Three years ago, when my mom died, my spirit turned gray. I tried telling myself all the things we say when a loved one dies: she wouldn’t want me to wallow, take comfort in the memories, grieve at my own pace. Still, I had trouble tapping into my creative core. It wasn’t that I didn’t want to write, but I couldn’t figure out what to say. I was a jumble of emotions. Which ones should I pick? And how should I express them? Was there a right way? A way that would help me heal? One day, while looking at a picture of Mom and me I kept on my desk, I thought, ‘I feel like you took a piece of me when you left.’ And the answer came back, ‘Maybe so, but I also left a piece of myself behind.’
Me. I was, of course, that piece.
I knew I needed to write. Anything. Everything. Just write. So I did. I let my feelings of anger, sadness, frustration, and loss pour out onto the page, even if the things that came out made no sense, especially if they made no sense. I wrote short poems or jotted down memories of us; sometimes, the best I could do was scribble a sentence or two about how I was feeling that day. It took time but ever-so-slowly, the color came back into my soul. I am a firm believer that writing is cathartic. If you are willing to be honest and write about the messiness, it can save you.

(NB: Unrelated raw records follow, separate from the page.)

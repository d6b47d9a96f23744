//! JSON Schema validation for synthesis responses.
//!
//! The schema is deliberately loose about names and parties (the reconciler
//! fills those in) but strict about structure: a `candidates` array whose rows
//! carry an identity and a vote count.

use std::sync::OnceLock;
use thiserror::Error;

/// Embedded response schema (loaded at compile time).
const RESPONSE_SCHEMA_JSON: &str = include_str!("../schema/synthesis_response.schema.json");

/// Compiled JSON Schema validator (initialized once, reused).
static COMPILED_SCHEMA: OnceLock<Result<jsonschema::Validator, String>> = OnceLock::new();

/// Errors from schema validation.
#[derive(Error, Debug)]
pub enum SchemaError {
    #[error("Failed to load schema: {0}")]
    LoadError(String),
}

fn get_validator() -> Result<&'static jsonschema::Validator, SchemaError> {
    let result = COMPILED_SCHEMA.get_or_init(|| {
        let schema_value: serde_json::Value = match serde_json::from_str(RESPONSE_SCHEMA_JSON) {
            Ok(v) => v,
            Err(e) => return Err(format!("Invalid schema JSON: {}", e)),
        };

        jsonschema::options()
            .build(&schema_value)
            .map_err(|e| format!("Failed to compile schema: {}", e))
    });

    match result {
        Ok(v) => Ok(v),
        Err(e) => Err(SchemaError::LoadError(e.clone())),
    }
}

/// Validate a parsed response against the schema.
///
/// Returns every violation, each suffixed with its location.
pub fn validate_response_schema(response: &serde_json::Value) -> Result<(), Vec<String>> {
    let validator = get_validator().map_err(|e| vec![e.to_string()])?;

    let errors: Vec<String> = validator
        .iter_errors(response)
        .map(|e| format!("{} at {}", e, e.instance_path))
        .collect();

    if errors.is_empty() {
        Ok(())
    } else {
        Err(errors)
    }
}

#[cfg(test)]
mod tests {
    use super::*;
    use serde_json::json;

    #[test]
    fn test_schema_compiles() {
        assert!(get_validator().is_ok());
    }

    #[test]
    fn test_minimal_response_is_valid() {
        let response = json!({
            "candidates": [{ "candidate_id": "src-1", "votes": 100 }]
        });
        assert!(validate_response_schema(&response).is_ok());
    }

    #[test]
    fn test_alias_identity_is_valid() {
        let response = json!({
            "candidates": [{ "source_id": 17, "votes": "100" }],
            "counties": [{
                "county_id": "c-1",
                "candidates": [{ "id": 17, "votes": 40 }]
            }]
        });
        assert!(validate_response_schema(&response).is_ok());
    }

    #[test]
    fn test_missing_votes_is_invalid() {
        let response = json!({
            "candidates": [{ "candidate_id": "src-1" }]
        });
        let errors = validate_response_schema(&response).unwrap_err();
        assert!(!errors.is_empty());
    }

    #[test]
    fn test_missing_identity_is_invalid() {
        let response = json!({
            "candidates": [{ "candidate_name": "Ada", "votes": 10 }]
        });
        assert!(validate_response_schema(&response).is_err());
    }

    #[test]
    fn test_non_object_is_invalid() {
        assert!(validate_response_schema(&json!([1, 2, 3])).is_err());
    }
}
//! # racecast-runtime
//!
//! Async side of synthetic race scenarios: model providers, backend
//! adapters and the session workflow.
//!
//! Everything deterministic lives in `racecast-core`. This crate adds the
//! suspending calls around it:
//! - reading county baselines
//! - calling a generative model through a configured provider binding
//! - writing the confirmed result back to the backend
//!
//! No tracing subscriber is installed here; the embedding application owns
//! log output.
//!
//! ## Example
//!
//! ```rust,ignore
//! use racecast_runtime::*;
//!
//! let config = RuntimeConfig::from_file("racecast.yaml")?;
//! let gateway = ModelGateway::from_config(&config, &ProviderRegistry::with_defaults())?;
//!
//! let workflow = SynthesisWorkflow::new(race, Arc::new(gateway), baselines, store)
//!     .with_candidates(candidates);
//! let preview = workflow.generate(scenario).await?;
//! let saved = workflow.confirm().await?;
//! ```

pub mod baseline;
pub mod config;
pub mod directory;
pub mod gateway;
pub mod orchestrator;
pub mod persistence;
pub mod providers;
pub mod store;

#[cfg(test)]
mod testing;

pub use baseline::{aggregate_rows, BaselineAggregator};
pub use config::{ConfigError, DirectoryConfig, ProviderBinding, RuntimeConfig};
pub use directory::CachedDirectory;
pub use gateway::{GatewayError, GatewayOutput, ModelGateway, ProviderUsage, UsageLedger};
pub use orchestrator::{
    allowed_transitions, Notice, PipelineError, PipelineStep, Severity, SynthesisWorkflow,
    WorkflowState,
};
pub use persistence::{is_uuid, PersistenceAdapter, PersistenceError, SavedRace};
pub use providers::{
    ApiCredential, ChatMessage, CompletionConfig, CompletionResponse, LlmProvider,
    ProviderError, ProviderFactory, ProviderRegistry, TokenUsage,
};
pub use store::{
    BaselineRow, BaselineSource, CandidateDirectory, CandidateProfile, StoreError,
    SyntheticRaceStore,
};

Some of my work during that difficult time later became the seeds for a middle grade novel. I found myself writing a story about a 12-year-old girl named Kestrel (my mom loved birds) whose family travels to Canada after the death of her grandfather to help her grandmother save the family business. For many children, like Kestrel, the loss of a grandparent will be the first time they come face to face with death. Kestrel wants to be there for Grandma Lark (another bird) but isn’t sure how. Is there a right way? A way to help her grandmother heal? Or will she only make things worse? (Sound familiar?) The two begin a journey to find the answers together and, in the process, forge a powerful and lasting bond. MY TOP SECRET DARES AND DONT’S will be released next month from Aladdin MIX.

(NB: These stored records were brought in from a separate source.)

use std::collections::BTreeMap;
use std::fmt;
use std::str::FromStr;

use chrono::{DateTime, Utc};
use serde::{Deserialize, Serialize};
use sha2::{Digest, Sha256};

/// Lifecycle of a discovered manual.
///
/// `Discovered → Downloading → {Downloaded | Failed}`. Only the download
/// orchestrator moves entries forward; an explicit requeue moves `Failed`
/// back to `Discovered`.
#[derive(Debug, Clone, Copy, PartialEq, Eq, Hash, PartialOrd, Ord, Serialize, Deserialize)]
#[serde(rename_all = "lowercase")]
pub enum ManualStatus {
    Discovered,
    Downloading,
    Downloaded,
    Failed,
}

impl ManualStatus {
    pub const ALL: [ManualStatus; 4] = [
        ManualStatus::Discovered,
        ManualStatus::Downloading,
        ManualStatus::Downloaded,
        ManualStatus::Failed,
    ];

    pub fn as_str(&self) -> &'static str {
        match self {
            ManualStatus::Discovered => "discovered",
            ManualStatus::Downloading => "downloading",
            ManualStatus::Downloaded => "downloaded",
            ManualStatus::Failed => "failed",
        }
    }

    pub fn is_terminal(&self) -> bool {
        matches!(self, ManualStatus::Downloaded | ManualStatus::Failed)
    }
}

impl fmt::Display for ManualStatus {
    fn fmt(&self, f: &mut fmt::Formatter<'_>) -> fmt::Result {
        write!(f, "{}", self.as_str())
    }
}

impl FromStr for ManualStatus {
    type Err = String;

    fn from_str(s: &str) -> Result<Self, Self::Err> {
        match s.to_lowercase().as_str() {
            "discovered" => Ok(ManualStatus::Discovered),
            "downloading" => Ok(ManualStatus::Downloading),
            "downloaded" => Ok(ManualStatus::Downloaded),
            "failed" => Ok(ManualStatus::Failed),
            _ => Err(format!("Unknown manual status: {}", s)),
        }
    }
}

/// A vehicle manual PDF found on the web.
#[derive(Debug, Clone, PartialEq, Serialize, Deserialize)]
pub struct ManualEntry {
    pub id: String,
    pub url: String,
    pub source_site: String,
    pub make: String,
    pub model: String,
    pub year: i32,
    #[serde(default, skip_serializing_if = "Option::is_none")]
    pub trim: Option<String>,
    pub manual_type: String,
    pub language: String,
    pub file_size: i64,
    pub page_count: i32,
    pub discovered_at: DateTime<Utc>,
    #[serde(default, skip_serializing_if = "Option::is_none")]
    pub downloaded_at: Option<DateTime<Utc>>,
    #[serde(default, skip_serializing_if = "Option::is_none")]
    pub local_path: Option<String>,
    pub status: ManualStatus,
    #[serde(default, skip_serializing_if = "Option::is_none")]
    pub error: Option<String>,
}

impl ManualEntry {
    /// Creates a freshly discovered entry with its id derived from `url`.
    pub fn new(url: impl Into<String>, source_site: impl Into<String>) -> Self {
        let url = url.into();
        Self {
            id: Self::id_for_url(&url),
            url,
            source_site: source_site.into(),
            make: String::new(),
            model: String::new(),
            year: 0,
            trim: None,
            manual_type: String::new(),
            language: "en".to_string(),
            file_size: 0,
            page_count: 0,
            discovered_at: Utc::now(),
            downloaded_at: None,
            local_path: None,
            status: ManualStatus::Discovered,
            error: None,
        }
    }

    pub fn with_vehicle(mut self, make: &str, model: &str, year: i32) -> Self {
        self.make = make.to_string();
        self.model = model.to_string();
        self.year = year;
        self
    }

    pub fn with_manual_type(mut self, manual_type: &str) -> Self {
        self.manual_type = manual_type.to_string();
        self
    }

    /// Deterministic id: hex of the first 16 bytes of SHA-256 over the URL.
    pub fn id_for_url(url: &str) -> String {
        let digest = Sha256::digest(url.as_bytes());
        hex_encode(&digest[..16])
    }

    /// Marks the entry downloaded at `local_path`, clearing any previous error.
    pub fn mark_downloaded(&mut self, local_path: impl Into<String>, file_size: i64) {
        self.local_path = Some(local_path.into());
        self.file_size = file_size;
        self.downloaded_at = Some(Utc::now());
        self.status = ManualStatus::Downloaded;
        self.error = None;
    }
}

/// A manual stored on local disk by a fetcher.
#[derive(Debug, Clone, PartialEq, Eq, Serialize)]
pub struct FetchedManual {
    pub local_path: String,
    pub size: i64,
}

fn hex_encode(bytes: &[u8]) -> String {
    use std::fmt::Write;
    bytes.iter().fold(String::with_capacity(bytes.len() * 2), |mut s, b| {
        let _ = write!(s, "{b:02x}");
        s
    })
}

/// Aggregate counts over all registered manuals.
#[derive(Debug, Clone, Default, PartialEq, Eq, Serialize, Deserialize)]
pub struct ManualStats {
    pub total: u64,
    pub by_status: BTreeMap<String, u64>,
    pub by_source: BTreeMap<String, u64>,
}

impl ManualStats {
    pub fn count(&self, status: ManualStatus) -> u64 {
        self.by_status.get(status.as_str()).copied().unwrap_or(0)
    }
}

#[cfg(test)]
mod tests {
    use super::*;

    #[test]
    fn test_status_round_trips_through_strings() {
        for status in ManualStatus::ALL {
            assert_eq!(status.as_str().parse::<ManualStatus>().unwrap(), status);
        }
        assert_eq!("FAILED".parse::<ManualStatus>().unwrap(), ManualStatus::Failed);
        assert!("ingested".parse::<ManualStatus>().is_err());
    }

    #[test]
    fn test_terminal_states() {
        assert!(!ManualStatus::Discovered.is_terminal());
        assert!(!ManualStatus::Downloading.is_terminal());
        assert!(ManualStatus::Downloaded.is_terminal());
        assert!(ManualStatus::Failed.is_terminal());
    }

    #[test]
    fn test_id_is_truncated_sha256_hex() {
        // sha256("abc") = ba7816bf8f01cfea414140de5dae2223b00361a396177a9cb410ff61f20015ad
        assert_eq!(
            ManualEntry::id_for_url("abc"),
            "ba7816bf8f01cfea414140de5dae2223"
        );
        let a = ManualEntry::new("https://example.com/a.pdf", "ford");
        let b = ManualEntry::new("https://example.com/a.pdf", "archive");
        assert_eq!(a.id, b.id);
        assert_eq!(a.id.len(), 32);
    }

    #[test]
    fn test_serializes_status_lowercase_and_skips_empty_options() {
        let entry = ManualEntry::new("https://example.com/a.pdf", "ford")
            .with_vehicle("Ford", "F-150", 2021)
            .with_manual_type("owner");
        let json = serde_json::to_value(&entry).unwrap();
        assert_eq!(json["status"], "discovered");
        assert_eq!(json["year"], 2021);
        assert!(json.get("local_path").is_none());
        assert!(json.get("error").is_none());
    }

    #[test]
    fn test_mark_downloaded_clears_error() {
        let mut entry = ManualEntry::new("https://example.com/a.pdf", "ford");
        entry.error = Some("HTTP 503".into());
        entry.mark_downloaded("/tmp/ford/f-150/2021/owner_abcd1234.pdf", 2048);
        assert_eq!(entry.status, ManualStatus::Downloaded);
        assert!(entry.downloaded_at.is_some());
        assert_eq!(entry.file_size, 2048);
        assert!(entry.error.is_none());
    }

    #[test]
    fn test_stats_count_defaults_to_zero() {
        let mut stats = ManualStats::default();
        stats.by_status.insert("failed".into(), 2);
        assert_eq!(stats.count(ManualStatus::Failed), 2);
        assert_eq!(stats.count(ManualStatus::Downloaded), 0);
    }
}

A few years before my mother passed, she told me she had her first inkling I would be a professional writer when I was seven years old. This surprised me, because we’d had many conversations about my career over the years. “You never said anything to me about it,” I said. “No,” she said. “It was your path to choose, your path to walk.” True enough. She had always supported me, but never steered me. She’d taught me to make my own choices then stepped back and let me do just that – another one of her gems.
Each day, as I sit down to write, I think how blessed I was to have a champion like her. We all need them in our lives. If I can be that for even one young writer than I will have fulfilled my artistic purpose. I think Mom would agree.
* * * GIVEAWAY * * *
The giveaway of an Advanced Reviewer Copy (ARC) of MY TOP SECRET DARES & DON’Ts is now over! Congrats to our winner: LYNN A.
Trudi Trueit is an award-winning author of more than 100 fiction and nonfiction books for children. She enjoys giving online presentations and leading writing workshops for elementary through middle school students. Click HERE to find out how you can bring her into your classroom via Skype or Google Hangouts. To read more about Trudi and her books, visit her website at www.truditrueit.com.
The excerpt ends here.